Please retype the records below exactly as they stand.

___ SOURCE RECORDS

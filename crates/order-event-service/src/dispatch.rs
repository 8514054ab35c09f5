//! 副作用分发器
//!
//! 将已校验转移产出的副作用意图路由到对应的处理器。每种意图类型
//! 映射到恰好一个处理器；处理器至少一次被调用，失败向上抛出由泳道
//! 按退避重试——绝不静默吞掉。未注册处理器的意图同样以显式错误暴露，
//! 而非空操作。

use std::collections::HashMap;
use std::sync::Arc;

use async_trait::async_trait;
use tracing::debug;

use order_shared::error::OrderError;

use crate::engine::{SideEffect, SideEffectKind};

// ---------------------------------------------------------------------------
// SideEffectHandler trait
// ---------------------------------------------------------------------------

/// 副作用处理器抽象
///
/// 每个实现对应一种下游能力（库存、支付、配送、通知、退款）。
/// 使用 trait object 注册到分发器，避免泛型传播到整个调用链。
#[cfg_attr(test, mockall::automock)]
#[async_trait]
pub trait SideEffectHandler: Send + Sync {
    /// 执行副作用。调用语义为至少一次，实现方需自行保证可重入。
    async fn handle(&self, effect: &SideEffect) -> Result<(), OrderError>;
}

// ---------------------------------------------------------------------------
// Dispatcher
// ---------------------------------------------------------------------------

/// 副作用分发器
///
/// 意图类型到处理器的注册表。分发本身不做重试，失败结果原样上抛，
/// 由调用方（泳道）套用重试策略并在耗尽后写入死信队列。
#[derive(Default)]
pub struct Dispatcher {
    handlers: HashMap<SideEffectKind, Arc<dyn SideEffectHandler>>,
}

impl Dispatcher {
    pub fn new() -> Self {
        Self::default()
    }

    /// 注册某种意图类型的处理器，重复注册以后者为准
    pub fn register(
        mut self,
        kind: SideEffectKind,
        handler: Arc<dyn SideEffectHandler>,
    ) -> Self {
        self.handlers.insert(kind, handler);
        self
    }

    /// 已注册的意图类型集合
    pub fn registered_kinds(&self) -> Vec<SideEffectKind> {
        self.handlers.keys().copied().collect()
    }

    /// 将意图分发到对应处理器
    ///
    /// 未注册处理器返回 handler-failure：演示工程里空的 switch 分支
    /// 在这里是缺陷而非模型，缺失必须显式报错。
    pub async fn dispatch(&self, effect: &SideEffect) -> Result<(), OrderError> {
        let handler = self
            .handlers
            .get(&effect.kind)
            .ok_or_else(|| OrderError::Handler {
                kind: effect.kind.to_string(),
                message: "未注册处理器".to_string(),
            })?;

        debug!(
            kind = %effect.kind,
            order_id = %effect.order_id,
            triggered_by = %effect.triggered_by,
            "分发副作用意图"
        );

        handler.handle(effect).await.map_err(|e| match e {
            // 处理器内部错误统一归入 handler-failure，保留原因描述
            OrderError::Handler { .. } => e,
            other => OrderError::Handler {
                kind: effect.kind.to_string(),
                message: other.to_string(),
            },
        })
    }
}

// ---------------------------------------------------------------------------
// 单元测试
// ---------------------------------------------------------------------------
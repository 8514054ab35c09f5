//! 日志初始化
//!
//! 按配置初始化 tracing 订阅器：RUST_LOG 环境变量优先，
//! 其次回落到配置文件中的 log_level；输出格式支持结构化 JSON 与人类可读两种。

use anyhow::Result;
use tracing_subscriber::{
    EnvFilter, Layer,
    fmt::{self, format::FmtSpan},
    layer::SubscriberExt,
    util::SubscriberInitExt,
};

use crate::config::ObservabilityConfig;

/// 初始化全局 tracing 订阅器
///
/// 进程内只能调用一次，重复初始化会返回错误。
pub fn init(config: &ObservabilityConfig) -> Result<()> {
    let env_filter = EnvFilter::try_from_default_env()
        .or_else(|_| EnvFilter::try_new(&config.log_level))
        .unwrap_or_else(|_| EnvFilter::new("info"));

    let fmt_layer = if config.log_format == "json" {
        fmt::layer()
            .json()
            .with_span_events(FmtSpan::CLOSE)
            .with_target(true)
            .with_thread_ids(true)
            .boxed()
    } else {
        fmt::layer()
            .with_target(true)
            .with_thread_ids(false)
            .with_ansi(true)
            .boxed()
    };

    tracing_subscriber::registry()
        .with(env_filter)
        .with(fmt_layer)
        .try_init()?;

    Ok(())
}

______

RESPONSE TO THIS TASK |
filename crates/order-event-service/src/dispatch.rs
repository 8514054ab35c09f5
//! 副作用分发器
//!
//! 将已校验转移产出的副作用意图路由到对应的处理器。每种意图类型
//! 映射到恰好一个处理器；处理器至少一次被调用，失败向上抛出由泳道
//! 按退避重试——绝不静默吞掉。未注册处理器的意图同样以显式错误暴露，
//! 而非空操作。

use std::collections::HashMap;
use std::sync::Arc;

use async_trait::async_trait;
use tracing::debug;

use order_shared::error::OrderError;

use crate::engine::{SideEffect, SideEffectKind};

// ---------------------------------------------------------------------------
// SideEffectHandler trait
// ---------------------------------------------------------------------------

/// 副作用处理器抽象
///
/// 每个实现对应一种下游能力（库存、支付、配送、通知、退款）。
/// 使用 trait object 注册到分发器，避免泛型传播到整个调用链。
#[cfg_attr(test, mockall::automock)]
#[async_trait]
pub trait SideEffectHandler: Send + Sync {
    /// 执行副作用。调用语义为至少一次，实现方需自行保证可重入。
    async fn handle(&self, effect: &SideEffect) -> Result<(), OrderError>;
}

// ---------------------------------------------------------------------------
// Dispatcher
// ---------------------------------------------------------------------------

/// 副作用分发器
///
/// 意图类型到处理器的注册表。分发本身不做重试，失败结果原样上抛，
/// 由调用方（泳道）套用重试策略并在耗尽后写入死信队列。
#[derive(Default)]
pub struct Dispatcher {
    handlers: HashMap<SideEffectKind, Arc<dyn SideEffectHandler>>,
}

impl Dispatcher {
    pub fn new() -> Self {
        Self::default()
    }

    /// 注册某种意图类型的处理器，重复注册以后者为准
    pub fn register(
        mut self,
        kind: SideEffectKind,
        handler: Arc<dyn SideEffectHandler>,
    ) -> Self {
        self.handlers.insert(kind, handler);
        self
    }

    /// 已注册的意图类型集合
    pub fn registered_kinds(&self) -> Vec<SideEffectKind> {
        self.handlers.keys().copied().collect()
    }

    /// 将意图分发到对应处理器
    ///
    /// 未注册处理器返回 handler-failure：演示工程里空的 switch 分支
    /// 在这里是缺陷而非模型，缺失必须显式报错。
    pub async fn dispatch(&self, effect: &SideEffect) -> Result<(), OrderError> {
        let handler = self
            .handlers
            .get(&effect.kind)
            .ok_or_else(|| OrderError::Handler {
                kind: effect.kind.to_string(),
                message: "未注册处理器".to_string(),
            })?;

        debug!(
            kind = %effect.kind,
            order_id = %effect.order_id,
            triggered_by = %effect.triggered_by,
            "分发副作用意图"
        );

        handler.handle(effect).await.map_err(|e| match e {
            // 处理器内部错误统一归入 handler-failure，保留原因描述
            OrderError::Handler { .. } => e,
            other => OrderError::Handler {
                kind: effect.kind.to_string(),
                message: other.to_string(),
            },
        })
    }
}

// ---------------------------------------------------------------------------
// 单元测试
// ---------------------------------------------------------------------------
repository 8514054ab35c09f5
//! 日志初始化
//!
//! 按配置初始化 tracing 订阅器：RUST_LOG 环境变量优先，
//! 其次回落到配置文件中的 log_level；输出格式支持结构化 JSON 与人类可读两种。

use anyhow::Result;
use tracing_subscriber::{
    EnvFilter, Layer,
    fmt::{self, format::FmtSpan},
    layer::SubscriberExt,
    util::SubscriberInitExt,
};

use crate::config::ObservabilityConfig;

/// 初始化全局 tracing 订阅器
///
/// 进程内只能调用一次，重复初始化会返回错误。
pub fn init(config: &ObservabilityConfig) -> Result<()> {
    let env_filter = EnvFilter::try_from_default_env()
        .or_else(|_| EnvFilter::try_new(&config.log_level))
        .unwrap_or_else(|_| EnvFilter::new("info"));

    let fmt_layer = if config.log_format == "json" {
        fmt::layer()
            .json()
            .with_span_events(FmtSpan::CLOSE)
            .with_target(true)
            .with_thread_ids(true)
            .boxed()
    } else {
        fmt::layer()
            .with_target(true)
            .with_thread_ids(false)
            .with_ansi(true)
            .boxed()
    };

    tracing_subscriber::registry()
        .with(env_filter)
        .with(fmt_layer)
        .try_init()?;

    Ok(())
}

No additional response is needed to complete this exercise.